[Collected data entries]
* * * * * * * * *
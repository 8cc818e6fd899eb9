use ratatui::{
    layout::Rect,
    style::{Modifier, Style},
    text::{Line, Span},
    widgets::Paragraph,
    Frame,
};

use crate::git::types::WORKING_TREE;
use crate::state::AppState;

use super::Component;

pub struct ContextBar;

impl Component for ContextBar {
    fn render(&self, frame: &mut Frame, area: Rect, state: &AppState) {
        let palette = state.theme.surface().palette();

        let (base, compare) = match &state.diff.result {
            Some(result) => (result.base_ref.as_str(), result.compare_ref.as_str()),
            None => ("\u{2026}", WORKING_TREE),
        };

        let progress = state.viewed.viewed_count(state.diff.files());
        let progress_color = if progress.total > 0 && progress.viewed == progress.total {
            palette.success
        } else {
            palette.text_muted
        };

        let mut spans = vec![
            Span::styled(
                " differ ",
                Style::default().fg(palette.surface).bg(palette.accent),
            ),
            Span::raw("  "),
            Span::styled(
                base.to_string(),
                Style::default()
                    .fg(palette.success)
                    .add_modifier(Modifier::BOLD),
            ),
            Span::styled(" \u{2192} ", Style::default().fg(palette.text_muted)),
            Span::styled(
                compare.to_string(),
                Style::default()
                    .fg(palette.warning)
                    .add_modifier(Modifier::BOLD),
            ),
            Span::raw("  "),
            Span::styled(
                format!("[{}/{} viewed]", progress.viewed, progress.total),
                Style::default().fg(progress_color),
            ),
            Span::raw(" "),
            Span::styled(
                format!(
                    "[theme: {} ({})]",
                    state.theme.preference(),
                    state.theme.resolved()
                ),
                Style::default().fg(palette.text_muted),
            ),
        ];

        if state.diff.loading {
            spans.push(Span::styled(
                "  loading\u{2026}",
                Style::default().fg(palette.text_muted),
            ));
        }

        let bar = Paragraph::new(Line::from(spans)).style(Style::default().bg(palette.bar_bg));
        frame.render_widget(bar, area);
    }
}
* * * * * * * * *
Count up the lines in the records where the string "theme" appears. Your reply is that number alone.

▸ Problem solution: 4